→ TASK INSTRUCTIONS:
Among the entries that follow, count the lines that contain the word "conn" and say how many there are, writing nothing else.

(Dataset entries)
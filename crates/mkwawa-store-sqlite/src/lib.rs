//! SQLite backend for the parish store.
//!
//! Wraps [`tokio_rusqlite`] so all database access runs on a dedicated thread
//! without blocking the async runtime. Each [`ParishStore`] method runs as a
//! single `rusqlite` transaction on that thread.
//!
//! [`ParishStore`]: mkwawa_core::store::ParishStore

mod encode;
mod schema;
mod store;

pub mod error;

pub use error::{Error, Result};
pub use store::SqliteStore;

#[cfg(test)]
mod tests;
//! Error type for `mkwawa-store-sqlite`.

use rusqlite::ErrorCode;
use thiserror::Error;

#[derive(Debug, Error)]
pub enum Error {
  #[error("core error: {0}")]
  Core(#[from] mkwawa_core::Error),

  #[error("database error: {0}")]
  Database(#[from] tokio_rusqlite::Error),

  #[error("sqlite error: {0}")]
  Sqlite(#[from] rusqlite::Error),

  #[error("uuid parse error: {0}")]
  Uuid(#[from] uuid::Error),

  #[error("decimal parse error: {0}")]
  Decimal(#[from] rust_decimal::Error),

  #[error("date/time parse error: {0}")]
  DateParse(String),

  /// A stored enum label that no longer maps to a variant.
  #[error("unknown {what}: {value:?}")]
  UnknownLabel { what: &'static str, value: String },
}

pub type Result<T, E = Error> = std::result::Result<T, E>;

fn constraint_message(e: &rusqlite::Error) -> Option<String> {
  match e {
    rusqlite::Error::SqliteFailure(f, msg) if f.code == ErrorCode::ConstraintViolation => {
      Some(msg.clone().unwrap_or_else(|| f.to_string()))
    }
    _ => None,
  }
}

impl From<Error> for mkwawa_core::Error {
  /// Domain errors pass through; unique/foreign-key breaches become
  /// `Conflict`; everything else is an opaque storage failure.
  fn from(e: Error) -> Self {
    let constraint = match &e {
      Error::Sqlite(inner) => constraint_message(inner),
      Error::Database(tokio_rusqlite::Error::Rusqlite(inner)) => constraint_message(inner),
      _ => None,
    };
    match (e, constraint) {
      (Error::Core(core), _) => core,
      (_, Some(message)) => mkwawa_core::Error::Conflict(message),
      (other, None) => mkwawa_core::Error::Storage(Box::new(other)),
    }
  }
}

#[cfg(test)]
mod tests {
  use super::*;

  #[test]
  fn core_errors_pass_through() {
    let e: mkwawa_core::Error = Error::Core(mkwawa_core::Error::CurrentYearMissing).into();
    assert!(matches!(e, mkwawa_core::Error::CurrentYearMissing));
  }

  #[test]
  fn unique_breach_is_a_conflict() {
    let conn = rusqlite::Connection::open_in_memory().unwrap();
    conn
      .execute_batch("CREATE TABLE t (x TEXT UNIQUE); INSERT INTO t VALUES ('a');")
      .unwrap();
    let err = conn.execute("INSERT INTO t VALUES ('a')", []).unwrap_err();
    let e: mkwawa_core::Error = Error::Sqlite(err).into();
    assert!(matches!(e, mkwawa_core::Error::Conflict(_)));
  }

  #[test]
  fn other_failures_are_storage() {
    let e: mkwawa_core::Error = Error::DateParse("nope".into()).into();
    assert_eq!(e.kind(), mkwawa_core::ErrorKind::Internal);
  }
}
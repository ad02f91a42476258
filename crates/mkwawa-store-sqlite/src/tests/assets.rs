use mkwawa_core::{
  Error as CoreError,
  asset::{AssetForm, AssetQuery, AssetStatus, AssetType, QuantityUnit},
  store::ParishStore,
};
use rust_decimal::Decimal;

use super::{core, d, store};

fn asset(name: &str, asset_type: AssetType) -> AssetForm {
  AssetForm {
    name: name.into(),
    asset_type,
    description: None,
    acquisition_date: Some(d(2018, 5, 20)),
    quantity: 1,
    quantity_name: QuantityUnit::Units,
    status: AssetStatus::Good,
    value: Decimal::new(2_500_000_00, 2),
  }
}

#[tokio::test]
async fn create_update_and_filter() {
  let s = store().await;
  let hall = s.create_asset(asset("Parish hall", AssetType::Building)).await.unwrap();
  s.create_asset(asset("Projector", AssetType::Electronics)).await.unwrap();
  assert_eq!(hall.value, Decimal::new(2_500_000_00, 2));

  let mut form = asset("Parish hall", AssetType::Building);
  form.status = AssetStatus::NeedsRepair;
  let hall = s.update_asset(hall.id, form).await.unwrap();
  assert_eq!(hall.status, AssetStatus::NeedsRepair);

  let buildings = AssetQuery { asset_type: Some(AssetType::Building), ..Default::default() };
  assert_eq!(s.list_assets(buildings).await.unwrap().len(), 1);
  let repairs = AssetQuery { status: Some(AssetStatus::NeedsRepair), ..Default::default() };
  assert_eq!(s.list_assets(repairs).await.unwrap()[0].id, hall.id);
  assert_eq!(s.list_assets(AssetQuery::default()).await.unwrap().len(), 2);
}

#[tokio::test]
async fn media_belongs_to_an_asset() {
  let s = store().await;
  let hall = s.create_asset(asset("Parish hall", AssetType::Building)).await.unwrap();
  let media = s.add_asset_media(hall.id, "asset_media/front.jpg".into()).await.unwrap();
  s.add_asset_media(hall.id, "asset_media/back.jpg".into()).await.unwrap();
  assert_eq!(s.list_asset_media(hall.id).await.unwrap().len(), 2);
  assert_eq!(s.get_asset_media(media.id).await.unwrap().unwrap().image, "asset_media/front.jpg");

  s.delete_asset_media(media.id).await.unwrap();
  assert_eq!(s.list_asset_media(hall.id).await.unwrap().len(), 1);

  let err = s
    .add_asset_media(uuid::Uuid::new_v4(), "asset_media/x.jpg".into())
    .await
    .unwrap_err();
  assert!(matches!(core(err), CoreError::NotFound { entity: "asset", .. }));
}

#[tokio::test]
async fn deleting_asset_cascades() {
  let s = store().await;
  super::current_year(&s, 2025).await;
  let hall = s.create_asset(asset("Parish hall", AssetType::Building)).await.unwrap();
  let media = s.add_asset_media(hall.id, "asset_media/front.jpg".into()).await.unwrap();
  s.create_facility_renting(mkwawa_core::finance::FacilityRentingForm {
    year_id:     None,
    asset_id:    hall.id,
    rentor_name: "Harusi ya Juma".into(),
    amount:      Decimal::from(150_000),
    date_rented: None,
    end_date:    None,
    purpose:     None,
  })
  .await
  .unwrap();

  s.delete_asset(hall.id).await.unwrap();
  assert!(s.get_asset(hall.id).await.unwrap().is_none());
  assert!(s.get_asset_media(media.id).await.unwrap().is_none());
  let rentings = s
    .list_facility_rentings(mkwawa_core::finance::LedgerQuery::default())
    .await
    .unwrap();
  assert!(rentings.is_empty());
}
pub fn member(row: &Row<'_>) -> Result<ChurchMember> {
  let fields = SacramentFields {
    is_baptised:      row.get(10)?,
    date_of_baptism:  opt_date(row, 11)?,
    is_confirmed:     row.get(12)?,
    date_confirmed:   opt_date(row, 13)?,
    marital_status:   label(row, 14, "marital status")?,
    date_of_marriage: opt_date(row, 15)?,
  };
  let partner = opt_uuid(row, 23)?;
  let mut sacraments = fields.validate()?;
  if let Sacramental::Married { partner: p, .. } = &mut sacraments {
    *p = partner;
  }
  Ok(ChurchMember {
    id: uuid(row, 0)?,
    member_id: row.get(1)?,
    status: label(row, 2, "member status")?,
    full_name: row.get(3)?,
    date_of_birth: date(row, 4)?,
    gender: label(row, 5, "gender")?,
    phone_number: row.get(6)?,
    email: row.get(7)?,
    address: row.get(8)?,
    cell_id: opt_uuid(row, 9)?,
    sacraments,
    marital_status: fields.marital_status,
    baptism_certificate: row.get(16)?,
    confirmation_certificate: row.get(17)?,
    is_leader: row.get(18)?,
    emergency_contact_name: row.get(19)?,
    emergency_contact_phone: row.get(20)?,
    passport: row.get(21)?,
    date_created: dt(row, 22)?,
  })
}

pub const MARRIAGE_COLUMNS: &str = "id, husband_id, wife_id, married_on, date_created";

pub fn marriage(row: &Row<'_>) -> Result<Marriage> {
  Ok(Marriage {
    id:           uuid(row, 0)?,
    husband_id:   uuid(row, 1)?,
    wife_id:      uuid(row, 2)?,
    married_on:   date(row, 3)?,
    date_created: dt(row, 4)?,
  })
}

// ─── Leaders ─────────────────────────────────────────────────────────────────

/// Leader columns (`l` alias) joined with the member (`m` alias).
pub const LEADER_VIEW_COLUMNS: &str = "
  l.id, l.leader_id, l.church_member_id, l.occupation, l.start_date,
  l.responsibilities, l.time_in_service, l.outstation_id, l.date_created,
  m.full_name, m.gender, m.status, m.cell_id";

→ ANSWER SPACE:
3